Will U.S. Elections Impact The Gold Rally?

Will U.S. Elections Impact The Gold Rally?

Gold prices have soared this…

Mad Hedge Fund Trader

Mad Hedge Fund Trader

John Thomas, The Mad Hedge Fund Trader is one of today's most successful Hedge Fund Managers and a 40 year veteran of the financial markets.…

More Info

Premium Content

The Long View on Emerging Markets

I managed to catch a few comments on TV yesterday in the distinct northern accent of Jim O’Neil, the fabled analyst who invented the “BRIC” term, and who has been kicked upstairs to the chairman’s seat at Goldman Sachs International (GS) in London.

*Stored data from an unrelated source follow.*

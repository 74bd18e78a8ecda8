//! Auxiliary configuration derived from the host environment.

use std::path::{Path, PathBuf};

use log::info;

use super::templates::{
    render, AUTO_HEADER, CPU_SECTION, DOS_SECTION, MIDI_INFO, MIDI_INFO_NA, MIDI_SECTION,
    RENDER_SECTION_ACTIVE, SBLASTER_INFO, SBLASTER_SECTION, SDL_SECTION_ACTIVE,
};
use super::{persist, WriteError};
use crate::config::{Encoding, ResolvedConfig};
use crate::midi::MidiLookup;
use crate::naming::AUTO_CONF_NAME;
use crate::settings::DisplaySettings;

// DOSBox Sound Blaster defaults
const SB_BASE: &str = "220";
const SB_IRQ: &str = "7";
const SB_DMA: &str = "1";
const SB_HDMA: &str = "5";

/// Rendered auto file plus notices for the user.
#[derive(Debug, Clone, PartialEq, Eq)]
pub struct AutoConf {
    /// File contents
    pub text: String,
    /// Human-readable sound setup summary
    pub notices: Vec<String>,
}

/// Render the auto file.
///
/// `force_aspect` and `force_irq` replace the built-in defaults wholesale;
/// the plain `aspect`/`irq` values from configuration files are not read.
pub fn render_auto_conf(
    conf: &ResolvedConfig,
    display: &DisplaySettings,
    midi: &dyn MidiLookup,
) -> AutoConf {
    let mut text = AUTO_HEADER.to_string();
    let mut notices = Vec::new();

    if display.finalized {
        text.push_str(&render(
            SDL_SECTION_ACTIVE,
            &[("resolution", display.fullresolution.as_str())],
        ));
    }

    let aspect = conf.get_or("render", "force_aspect", "true");
    text.push_str(&render(
        RENDER_SECTION_ACTIVE,
        &[("aspect", aspect), ("scaler", display.scaler.as_str())],
    ));

    text.push_str(CPU_SECTION);

    if let Some(mixer) = conf.section("mixer") {
        text.push_str("[mixer]\n");
        for (key, value) in mixer {
            text.push_str(&format!("{}={}\n", key, value));
        }
        text.push('\n');
    }

    let irq = conf.get_or("sblaster", "force_irq", SB_IRQ);
    let sb = [("base", SB_BASE), ("irq", irq), ("dma", SB_DMA), ("hdma", SB_HDMA)];
    info!("Setting up DOSBox audio:");
    notices.push(render(SBLASTER_INFO, &sb));
    text.push_str(&render(SBLASTER_SECTION, &sb));

    match midi.find_midi_port() {
        Some(port) => {
            info!("Detected {} on {}", port.name, port.addr);
            notices.push(MIDI_INFO.to_string());
            text.push_str(&render(MIDI_SECTION, &[("port", port.addr.as_str())]));
        }
        None => notices.push(MIDI_INFO_NA.to_string()),
    }

    if conf.has_section("dos") {
        let dos = [
            ("xms", conf.get_or("dos", "xms", "true")),
            ("ems", conf.get_or("dos", "ems", "true")),
            ("umb", conf.get_or("dos", "umb", "true")),
        ];
        text.push_str(&render(DOS_SECTION, &dos));
    }

    AutoConf { text, notices }
}

/// Render the auto file and write it into `dir`.
pub fn write_auto_conf(
    dir: &Path,
    conf: &ResolvedConfig,
    display: &DisplaySettings,
    midi: &dyn MidiLookup,
) -> Result<(PathBuf, AutoConf), WriteError> {
    let auto = render_auto_conf(conf, display, midi);
    let path = dir.join(AUTO_CONF_NAME);
    persist(&path, &auto.text, Encoding::Utf8)?;
    Ok((path, auto))
}
//! MIDI port lookup.
//!
//! Enumerating synthesizers is left to the host; the writer only needs to
//! know whether one is available and where.

use serde::{Deserialize, Serialize};

/// A MIDI output port.
#[derive(Debug, Clone, PartialEq, Eq, Serialize, Deserialize)]
pub struct MidiPort {
    /// Human-readable device name.
    pub name: String,
    /// Address passed to DOSBox as `midiconfig` (e.g. `128:0`).
    pub addr: String,
}

/// Finds a MIDI port to route DOSBox music to.
pub trait MidiLookup {
    /// The port to use, or `None` when no synthesizer is available.
    fn find_midi_port(&self) -> Option<MidiPort>;
}

/// Lookup that never finds a port.
#[derive(Debug, Clone, Copy, Default)]
pub struct NoMidi;

impl MidiLookup for NoMidi {
    fn find_midi_port(&self) -> Option<MidiPort> {
        None
    }
}

/// Lookup returning a port named in the host settings.
#[derive(Debug, Clone, Default)]
pub struct StaticMidi {
    port: Option<MidiPort>,
}

impl StaticMidi {
    /// Use `port`, if any.
    pub fn new(port: Option<MidiPort>) -> Self {
        Self { port }
    }
}

impl MidiLookup for StaticMidi {
    fn find_midi_port(&self) -> Option<MidiPort> {
        self.port.clone()
    }
}
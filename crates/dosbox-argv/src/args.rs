//! Parsed DOSBox arguments.

use serde::{Deserialize, Serialize};

/// Accepted subset of a DOSBox command line.
#[derive(Debug, Clone, Default, PartialEq, Eq, Serialize, Deserialize)]
pub struct DosboxArgs {
    /// `-conf` paths in the order given.
    pub conf: Vec<String>,

    /// `-c` commands in the order given; blank or missing values are dropped.
    pub commands: Vec<String>,

    /// `-noautoexec`
    pub noautoexec: bool,

    /// `-noconsole`
    pub noconsole: bool,

    /// `-fullscreen`
    pub fullscreen: bool,

    /// `-exit`
    pub exit: bool,

    /// Program to launch.
    pub file: Option<String>,
}

impl DosboxArgs {
    /// True when the arguments name something to configure or run.
    ///
    /// A command line with no `-conf`, no `-c` and no program is not a
    /// DOSBox invocation worth wrapping.
    pub fn is_meaningful(&self) -> bool {
        !self.conf.is_empty() || !self.commands.is_empty() || self.file.is_some()
    }
}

Jim thinks that it is still the early days for the space, and that these countries have another ten years of high growth ahead of them. As I have been pushing emerging markets since the inception of this letter, this is music to my ears. By 2018 the combined GDP of the BRIC’s, Brazil (EWZ), Russia (RSX), India (PIN), and China (FXI), will match that of the US. China alone will reach two thirds of the American figure for gross domestic product. All that requires is for China to maintain a virile 8% annual growth rate for eight more years, while the US plods along at an arthritic 2% rate.

“BRIC” almost became the “RIC” when O’Neil was formulating his strategy a decade ago. Conservative Brazilian businessmen were convinced that the new elected Luiz Inácio Lula da Silva would wreck the country with his socialist ways. He ignored them and Brazil became the top performing market of the G-20 since 2000. An independent central bank that adopted a strategy of inflation targeting was transformative.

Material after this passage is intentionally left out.